# Hoeffding Tree first split

In [1]:
import math
from collections import Counter
from collections import defaultdict


class HoeffdingTree:
    def __init__(self, Nmin, delta, R, logfunc, verbose=True):
        self.Nmin = Nmin
        self.delta = delta
        self.R = R
        self.logfunc = logfunc
        self.verbose = verbose

    def log_debug(self, *msg):
        if self.verbose:
            print(*msg)

    def calc_hoeffding_bound(self, i):
        print(f"hb = sqrt({self.R}^2*ln(1/{self.delta})/2*{i}) = {math.sqrt((self.R ** 2 * math.log(1. / self.delta)) / (2 * i))}")
        return (
            math.sqrt((self.R ** 2 * math.log(1. / self.delta)) / (2 * i))
        )

    def calc_prior_entropy(self, labels):
        c = Counter(labels)
        entropy = 0
        print(f"\nentropy(D_{len(labels)})= -(", end = '')
        for label in set(labels):
            p = c[label] / len(labels)
            entropy += p * self.logfunc(p)
            print(f"{p}*{self.logfunc(p)} +", end = '')
        print(f")={-entropy}")
        return -entropy

    def calc_total_attr_entropy(self, kv, i):
        #self.log_debug(kv.keys())
        weighted_sum = 0
        print(f"Entropy({kv.keys()})= ", end = '')
        for item in kv.keys():
            entropy = 0
            count = sum(kv[item].values())
            for label_count in kv[item].values():
                p = label_count / count
                entropy += p * self.logfunc(p)
            weighted_sum += count / i * (-entropy)
            print(f"{count}/{i} * -({entropy})+", end = '')
            #self.log_debug('entropy for', item, ": ", -entropy)
        print(f"={weighted_sum}")
        # self.log_debug('weighted_sum:', weighted_sum)
        return weighted_sum

    def fit(self, data_columns, label_column):
        total_len = len(next(iter(data_columns.values())))
        for i in range(1, total_len + 1):
            if i % self.Nmin != 0:
                continue

            print(f"n={i}")
            #self.log_debug(i)

            infogains = []

            for attr_name, col in data_columns.items():
                kv = defaultdict(lambda: defaultdict(int))
                for (item, label) in zip(col[:i], label_column[:i]):
                    kv[item][label] += 1

                prior_entropy = self.calc_prior_entropy(label_column[:i])
                total_attr_entropy = self.calc_total_attr_entropy(kv, i)
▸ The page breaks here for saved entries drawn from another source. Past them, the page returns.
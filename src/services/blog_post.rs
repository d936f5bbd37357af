//! Blog post service
//!
//! Business logic for the blog post lifecycle. The model is complete but
//! deliberately unrouted; the API surface ships without blog post
//! endpoints, so this service is reachable only through the library.

use std::sync::Arc;

use anyhow::Context;

use super::{store_violation, StoreViolation};
use crate::db::repositories::{
    BlogPostRepository, CharacterRepository, PlanetRepository, UserRepository,
};
use crate::models::{BlogPost, BlogPostWithRelations, CreateBlogPostInput, UpdateBlogPostInput};

/// Error types for blog post operations
#[derive(Debug, thiserror::Error)]
pub enum BlogPostServiceError {
    #[error("Blog post not found")]
    NotFound(i64),

    /// author_id doesn't reference an existing user
    #[error("User not found")]
    AuthorNotFound(i64),

    /// featured_character_id doesn't reference an existing character
    #[error("Character not found")]
    CharacterNotFound(i64),

    /// featured_planet_id doesn't reference an existing planet
    #[error("Planet not found")]
    PlanetNotFound(i64),

    /// NOT NULL / foreign key / check violation at the store
    #[error("{0}")]
    InvalidInput(String),

    /// Internal error
    #[error("Internal error: {0}")]
    Internal(#[from] anyhow::Error),
}

/// Blog post service
pub struct BlogPostService {
    posts: Arc<dyn BlogPostRepository>,
    users: Arc<dyn UserRepository>,
    characters: Arc<dyn CharacterRepository>,
    planets: Arc<dyn PlanetRepository>,
}

impl BlogPostService {
    pub fn new(
        posts: Arc<dyn BlogPostRepository>,
        users: Arc<dyn UserRepository>,
        characters: Arc<dyn CharacterRepository>,
        planets: Arc<dyn PlanetRepository>,
    ) -> Self {
        Self {
            posts,
            users,
            characters,
            planets,
        }
    }

    /// Create a blog post after verifying its references exist.
    pub async fn create(
        &self,
        input: &CreateBlogPostInput,
    ) -> Result<BlogPostWithRelations, BlogPostServiceError> {
        self.users
            .get_by_id(input.author_id)
            .await?
            .ok_or(BlogPostServiceError::AuthorNotFound(input.author_id))?;

        if let Some(character_id) = input.featured_character_id {
            self.characters
                .get_by_id(character_id)
                .await?
                .ok_or(BlogPostServiceError::CharacterNotFound(character_id))?;
        }
        if let Some(planet_id) = input.featured_planet_id {
            self.planets
                .get_by_id(planet_id)
                .await?
                .ok_or(BlogPostServiceError::PlanetNotFound(planet_id))?;
        }

        let post = match self.posts.create(input).await {
            Ok(post) => post,
            Err(err) => {
                return Err(match store_violation(&err) {
                    Some(StoreViolation::Unique(msg))
                    | Some(StoreViolation::Constraint(msg)) => {
                        BlogPostServiceError::InvalidInput(msg)
                    }
                    None => BlogPostServiceError::Internal(err),
                })
            }
        };

        self.with_relations(post).await
    }

    /// Get a blog post by id with author and featured entities loaded
    pub async fn get(&self, id: i64) -> Result<BlogPostWithRelations, BlogPostServiceError> {
        let post = self
            .posts
            .get_by_id(id)
            .await?
            .ok_or(BlogPostServiceError::NotFound(id))?;

        self.with_relations(post).await
    }

    /// List all posts authored by a user
    pub async fn list_by_author(
        &self,
        author_id: i64,
    ) -> Result<Vec<BlogPost>, BlogPostServiceError> {
        self.users
            .get_by_id(author_id)
            .await?
            .ok_or(BlogPostServiceError::AuthorNotFound(author_id))?;

        Ok(self.posts.list_by_author(author_id).await?)
    }

    /// Apply field changes to a post. Any mutation refreshes `updated_at`.
    pub async fn update(
        &self,
        id: i64,
        input: &UpdateBlogPostInput,
    ) -> Result<BlogPostWithRelations, BlogPostServiceError> {
        let post = self
            .posts
            .update(id, input)
            .await?
            .ok_or(BlogPostServiceError::NotFound(id))?;

        self.with_relations(post).await
    }

    /// Record one view of a post
    pub async fn record_view(&self, id: i64) -> Result<BlogPost, BlogPostServiceError> {
        self.posts
            .increment_view_count(id)
            .await?
            .ok_or(BlogPostServiceError::NotFound(id))
    }

    async fn with_relations(
        &self,
        post: BlogPost,
    ) -> Result<BlogPostWithRelations, BlogPostServiceError> {
        // The author FK is NOT NULL, so a missing row here is store corruption
        let author = self
            .users
            .get_by_id(post.author_id)
            .await?
            .context("Blog post author missing")?;

        let featured_character = match post.featured_character_id {
            Some(character_id) => self.characters.get_with_relations(character_id).await?,
            None => None,
        };
        let featured_planet = match post.featured_planet_id {
            Some(planet_id) => self.planets.get_with_counts(planet_id).await?,
            None => None,
        };

        Ok(BlogPostWithRelations {
            post,
            author,
            featured_character,
            featured_planet,
        })
    }
}

#[cfg(test)]
mod tests {
    use super::*;
    use crate::db::repositories::{
        SqlxBlogPostRepository, SqlxCharacterRepository, SqlxPlanetRepository, SqlxUserRepository,
    };
    use crate::db::{create_test_pool, migrations, DbPool};
    use crate::models::{CreateCharacterInput, CreatePlanetInput, NewUser};

    async fn setup() -> (DbPool, BlogPostService, i64) {
        let pool = create_test_pool().await.expect("Failed to create test pool");
        migrations::run_migrations(&pool)
            .await
            .expect("Failed to run migrations");

        let users = SqlxUserRepository::boxed(pool.clone());
        let author = users
            .create(&NewUser {
                email: "obiwan@jedi.sw".to_string(),
                password: "highground".to_string(),
                username: "obiwan".to_string(),
                first_name: None,
                last_name: None,
            })
            .await
            .expect("User create failed");

        let service = BlogPostService::new(
            SqlxBlogPostRepository::boxed(pool.clone()),
            users,
            SqlxCharacterRepository::boxed(pool.clone()),
            SqlxPlanetRepository::boxed(pool.clone()),
        );

        (pool, service, author.id)
    }

    fn post_input(author_id: i64) -> CreateBlogPostInput {
        CreateBlogPostInput {
            title: "On lightsabers".to_string(),
            content: "An elegant weapon for a more civilized age.".to_string(),
            summary: None,
            author_id,
            featured_character_id: None,
            featured_planet_id: None,
        }
    }

    #[tokio::test]
    async fn test_create_applies_defaults() {
        let (_pool, service, author_id) = setup().await;

        let created = service
            .create(&post_input(author_id))
            .await
            .expect("Create failed");

        assert!(!created.post.is_published);
        assert_eq!(created.post.view_count, 0);
        assert_eq!(created.author.username, "obiwan");
        assert!(created.featured_character.is_none());
        assert!(created.featured_planet.is_none());
    }

    #[tokio::test]
    async fn test_create_with_unknown_author_fails() {
        let (_pool, service, _author_id) = setup().await;

        let result = service.create(&post_input(777)).await;
        assert!(matches!(
            result,
            Err(BlogPostServiceError::AuthorNotFound(777))
        ));
    }

    #[tokio::test]
    async fn test_update_refreshes_updated_at() {
        let (_pool, service, author_id) = setup().await;

        let created = service
            .create(&post_input(author_id))
            .await
            .expect("Create failed");

        tokio::time::sleep(std::time::Duration::from_millis(5)).await;

        let updated = service
            .update(
                created.post.id,
                &UpdateBlogPostInput {
                    is_published: Some(true),
                    ..Default::default()
                },
            )
            .await
            .expect("Update failed");

        assert!(updated.post.is_published);
        assert!(updated.post.updated_at > created.post.updated_at);
        assert_eq!(updated.post.created_at, created.post.created_at);
        // Unchanged fields are preserved
        assert_eq!(updated.post.title, "On lightsabers");
    }

    #[tokio::test]
    async fn test_update_missing_post_is_not_found() {
        let (_pool, service, _author_id) = setup().await;

        let result = service.update(31337, &UpdateBlogPostInput::default()).await;
        assert!(matches!(result, Err(BlogPostServiceError::NotFound(31337))));
    }

    #[tokio::test]
    async fn test_record_view_increments() {
        let (_pool, service, author_id) = setup().await;

        let created = service
            .create(&post_input(author_id))
            .await
            .expect("Create failed");

        service.record_view(created.post.id).await.expect("View failed");
        let post = service.record_view(created.post.id).await.expect("View failed");

        assert_eq!(post.view_count, 2);
    }

    #[tokio::test]
    async fn test_featured_entities_are_embedded() {
        let (pool, service, author_id) = setup().await;

        let planets = SqlxPlanetRepository::boxed(pool.clone());
        let characters = SqlxCharacterRepository::boxed(pool.clone());

        let planet = planets
            .create(&CreatePlanetInput {
                name: Some("Naboo".to_string()),
                ..Default::default()
            })
            .await
            .expect("Planet create failed");
        let character = characters
            .create(&CreateCharacterInput {
                name: Some("Padmé Amidala".to_string()),
                homeworld_id: Some(planet.id),
                ..Default::default()
            })
            .await
            .expect("Character create failed");

        let mut input = post_input(author_id);
        input.featured_character_id = Some(character.id);
        input.featured_planet_id = Some(planet.id);

        let created = service.create(&input).await.expect("Create failed");

        let featured_character = created
            .featured_character
            .expect("Featured character should be embedded");
        assert_eq!(featured_character.character.name, "Padmé Amidala");
        let homeworld = featured_character
            .homeworld
            .expect("Homeworld should be embedded");
        assert_eq!(homeworld.planet.name, "Naboo");

        let featured_planet = created
            .featured_planet
            .expect("Featured planet should be embedded");
        assert_eq!(featured_planet.planet.id, planet.id);
        assert_eq!(featured_planet.residents_count, 1);
    }
}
                infogain = prior_entropy - total_attr_entropy
                print(f"infogain({attr_name})={prior_entropy}-{total_attr_entropy}={infogain}")
                #self.log_debug(
                #    'infogain:',
                #    prior_entropy,
                #    "-",
                #    total_attr_entropy,
                #    '= ',
                #    infogain
                #)
                infogains.append((infogain, attr_name))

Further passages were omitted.